Exercise requirements:
Every line from the top of the material through the line holding "if let Event::Key(key)" should be copied exactly, and only those lines.

Exercise materials:
use anyhow::Result;
use crossterm::event::{self, Event, KeyCode, KeyEventKind, KeyModifiers};
use crossterm::{
    execute,
    terminal::{disable_raw_mode, enable_raw_mode, EnterAlternateScreen, LeaveAlternateScreen},
};
use ratatui::{backend::CrosstermBackend, Terminal};
use std::io;

use crate::config::Config;
use crate::ledger::{Answer, Ledger};
use crate::ui::app::{App, InputMode, Screen};
use crate::ui::commands;
use crate::ui::util::{scroll_down, scroll_to_bottom, scroll_up};

pub(crate) fn as_tui(ledger: &mut Ledger, config: &Config) -> Result<()> {
    let mut app = App::new(ledger, &config.currency);

    enable_raw_mode()?;
    let mut stdout = io::stdout();
    execute!(stdout, EnterAlternateScreen)?;
    let backend = CrosstermBackend::new(stdout);
    let mut terminal = Terminal::new(backend)?;
    tracing::info!("tui started");

    let result = run_app(&mut terminal, &mut app, ledger);

    disable_raw_mode()?;
    execute!(terminal.backend_mut(), LeaveAlternateScreen)?;
    terminal.show_cursor()?;

    if let Err(ref e) = result {
        tracing::error!(error = %e, "tui exited with error");
        eprintln!("Error: {e:?}");
    }

    result
}

fn run_app(
    terminal: &mut Terminal<CrosstermBackend<io::Stdout>>,
    app: &mut App,
    ledger: &mut Ledger,
) -> Result<()> {
    while app.running {
        terminal.draw(|f| {
            let content_height = f.area().height.saturating_sub(3) as usize;
            app.visible_rows = content_height.max(1);
            crate::ui::render::render(f, app);
        })?;

        if let Event::Key(key) = event::read()? {
            if key.kind != KeyEventKind::Press {
                continue;
            }
            if app.show_help {
                app.show_help = false;
                continue;
            }
            match app.input_mode {
                InputMode::Normal => handle_normal_input(key, app, ledger)?,
                InputMode::Command => handle_command_input(key, app, ledger)?,
                InputMode::Search => handle_search_input(key, app, ledger),
                InputMode::Confirm => handle_confirm_input(key, app, ledger)?,
            }
        }
    }
    Ok(())
}

// ── Input handlers ───────────────────────────────────────────

fn handle_normal_input(key: event::KeyEvent, app: &mut App, ledger: &mut Ledger) -> Result<()> {
    match key.code {
        KeyCode::Char(':') => {
            app.input_mode = InputMode::Command;
            app.command_input.clear();
        }
        KeyCode::Char('/') => {
            app.input_mode = InputMode::Search;
            app.screen = Screen::Transactions;
        }
        KeyCode::Char('q') | KeyCode::Char('c')
            if key.modifiers.contains(KeyModifiers::CONTROL) =>
        {
            app.running = false;
        }
        KeyCode::Char('j') | KeyCode::Down => handle_move_down(app),
        KeyCode::Char('k') | KeyCode::Up => handle_move_up(app),
        KeyCode::Char(c @ '1'..='4') => {
            let idx = (c as usize) - ('1' as usize);
            if let Some(&screen) = Screen::all().get(idx) {
                switch_screen(app, screen);
            }
        }
        KeyCode::Tab => {
            let screens = Screen::all();
            let idx = screens.iter().position(|s| *s == app.screen).unwrap_or(0);
            switch_screen(app, screens[(idx + 1) % screens.len()]);
        }
        KeyCode::BackTab => {
            let screens = Screen::all();
            let idx = screens.iter().position(|s| *s == app.screen).unwrap_or(0);
            let prev = if idx == 0 { screens.len() - 1 } else { idx - 1 };
            switch_screen(app, screens[prev]);
        }
        KeyCode::Esc => handle_escape(app, ledger),
        KeyCode::Char('g') => handle_goto_top(app),
        KeyCode::Char('G') => handle_goto_bottom(app),
        KeyCode::Char('?') => {
            app.show_help = true;
        }
        KeyCode::Char('H') | KeyCode::Left if app.screen == Screen::Calendar => {
            app.shift_month(false);
        }
        KeyCode::Char('L') | KeyCode::Right if app.screen == Screen::Calendar => {
            app.shift_month(true);
        }
        KeyCode::Char('T') => commands::handle_command("theme", app, ledger)?,
        KeyCode::Char('d') if key.modifiers.contains(KeyModifiers::CONTROL) => {
            for _ in 0..app.visible_rows / 2 {
                handle_move_down(app);
            }
        }
        KeyCode::Char('u') if key.modifiers.contains(KeyModifiers::CONTROL) => {
            for _ in 0..app.visible_rows / 2 {
                handle_move_up(app);
            }
        }
        KeyCode::Char('D') if app.screen == Screen::Transactions => {
            commands::handle_command("delete", app, ledger)?;
        }
        KeyCode::Char('D') if app.screen == Screen::Budgets => {
            commands::handle_command("unbudget", app, ledger)?;
        }
        _ => {}
    }
    Ok(())
}

fn handle_command_input(key: event::KeyEvent, app: &mut App, ledger: &mut Ledger) -> Result<()> {
    match key.code {
        KeyCode::Enter => {
            let input = app.command_input.clone();
            app.input_mode = InputMode::Normal;
            app.command_input.clear();
            commands::handle_command(&input, app, ledger)?;
        }
        KeyCode::Esc => {
            app.input_mode = InputMode::Normal;
            app.command_input.clear();
        }
        KeyCode::Backspace => {
            app.command_input.pop();
            if app.command_input.is_empty() {
                app.input_mode = InputMode::Normal;
            }
        }
        KeyCode::Char('u') if key.modifiers.contains(KeyModifiers::CONTROL) => {
            app.command_input.clear();
            app.input_mode = InputMode::Normal;
        }
        KeyCode::Char('w') if key.modifiers.contains(KeyModifiers::CONTROL) => {
            let trimmed = app.command_input.trim_end();
            if let Some(pos) = trimmed.rfind(' ') {
                app.command_input.truncate(pos + 1);
            } else {
                app.command_input.clear();
                app.input_mode = InputMode::Normal;
            }
        }
        KeyCode::Char(c) => {
            app.command_input.push(c);
        }
        _ => {}
    }
    Ok(())
}

/// Live search: the view is recomputed on every keystroke.
fn handle_search_input(key: event::KeyEvent, app: &mut App, ledger: &Ledger) {
    match key.code {
        KeyCode::Enter => {
            app.input_mode = InputMode::Normal;
        }
        KeyCode::Esc => {
            app.input_mode = InputMode::Normal;
            app.search_input.clear();
            app.refresh(ledger);
        }
        KeyCode::Backspace => {
            app.search_input.pop();
            reset_and_refresh(app, ledger);
        }
        KeyCode::Char(c) => {
            app.search_input.push(c);
            reset_and_refresh(app, ledger);
        }
        _ => {}
    }
}

fn reset_and_refresh(app: &mut App, ledger: &Ledger) {
    app.transaction_index = 0;
    app.transaction_scroll = 0;
    app.refresh(ledger);
}

fn handle_confirm_input(key: event::KeyEvent, app: &mut App, ledger: &mut Ledger) -> Result<()> {
    let answer = match key.code {
        KeyCode::Char('y') | KeyCode::Char('Y') => Answer::Yes,
        _ => Answer::No,
    };
    commands::resolve_pending(answer, app, ledger)
}

// ── Navigation helpers ───────────────────────────────────────

fn switch_screen(app: &mut App, screen: Screen) {
    app.screen = screen;
    app.set_status(format!("{screen}"));
}

fn handle_escape(app: &mut App, ledger: &Ledger) {
    if !app.filter().is_empty() {
        app.search_input.clear();
        app.date_filter.clear();
        reset_and_refresh(app, ledger);
        app.set_status("Filters cleared");
    } else {
        app.status_message.clear();
    }
}

fn handle_move_down(app: &mut App) {
    match app.screen {
        Screen::Transactions => {
            let page = app.transaction_page();
            scroll_down(
                &mut app.transaction_index,
                &mut app.transaction_scroll,
                app.view.len(),
                page,
            );
        }
        Screen::Budgets => {
            let page = app.budget_page();
            scroll_down(
                &mut app.budget_index,
                &mut app.budget_scroll,
                app.budget_rows.len(),
                page,
            );
        }
        Screen::Calendar => app.shift_month(true),
        Screen::Dashboard => {}
    }
}

fn handle_move_up(app: &mut App) {
    match app.screen {
        Screen::Transactions => scroll_up(&mut app.transaction_index, &mut app.transaction_scroll),
        Screen::Budgets => scroll_up(&mut app.budget_index, &mut app.budget_scroll),
        Screen::Calendar => app.shift_month(false),
        Screen::Dashboard => {}
    }
}

fn handle_goto_top(app: &mut App) {
    match app.screen {
        Screen::Transactions => {
            app.transaction_index = 0;
            app.transaction_scroll = 0;
        }
        Screen::Budgets => {
            app.budget_index = 0;
            app.budget_scroll = 0;
        }
        _ => {}
    }
}

fn handle_goto_bottom(app: &mut App) {
    match app.screen {
        Screen::Transactions => {
            let page = app.transaction_page();
            scroll_to_bottom(
                &mut app.transaction_index,
                &mut app.transaction_scroll,
                app.view.len(),
                page,
            );
        }
        Screen::Budgets => {
            let page = app.budget_page();
            scroll_to_bottom(
                &mut app.budget_index,
                &mut app.budget_scroll,
                app.budget_rows.len(),
                page,
            );
        }
        _ => {}
    }
}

Written reply:
use anyhow::Result;
use crossterm::event::{self, Event, KeyCode, KeyEventKind, KeyModifiers};
use crossterm::{
    execute,
    terminal::{disable_raw_mode, enable_raw_mode, EnterAlternateScreen, LeaveAlternateScreen},
};
use ratatui::{backend::CrosstermBackend, Terminal};
use std::io;

use crate::config::Config;
use crate::ledger::{Answer, Ledger};
use crate::ui::app::{App, InputMode, Screen};
use crate::ui::commands;
use crate::ui::util::{scroll_down, scroll_to_bottom, scroll_up};

pub(crate) fn as_tui(ledger: &mut Ledger, config: &Config) -> Result<()> {
    let mut app = App::new(ledger, &config.currency);

    enable_raw_mode()?;
    let mut stdout = io::stdout();
    execute!(stdout, EnterAlternateScreen)?;
    let backend = CrosstermBackend::new(stdout);
    let mut terminal = Terminal::new(backend)?;
    tracing::info!("tui started");

    let result = run_app(&mut terminal, &mut app, ledger);

    disable_raw_mode()?;
    execute!(terminal.backend_mut(), LeaveAlternateScreen)?;
    terminal.show_cursor()?;

    if let Err(ref e) = result {
        tracing::error!(error = %e, "tui exited with error");
        eprintln!("Error: {e:?}");
    }

    result
}

fn run_app(
    terminal: &mut Terminal<CrosstermBackend<io::Stdout>>,
    app: &mut App,
    ledger: &mut Ledger,
) -> Result<()> {
    while app.running {
        terminal.draw(|f| {
            let content_height = f.area().height.saturating_sub(3) as usize;
            app.visible_rows = content_height.max(1);
            crate::ui::render::render(f, app);
        })?;

        if let Event::Key(key) = event::read()? {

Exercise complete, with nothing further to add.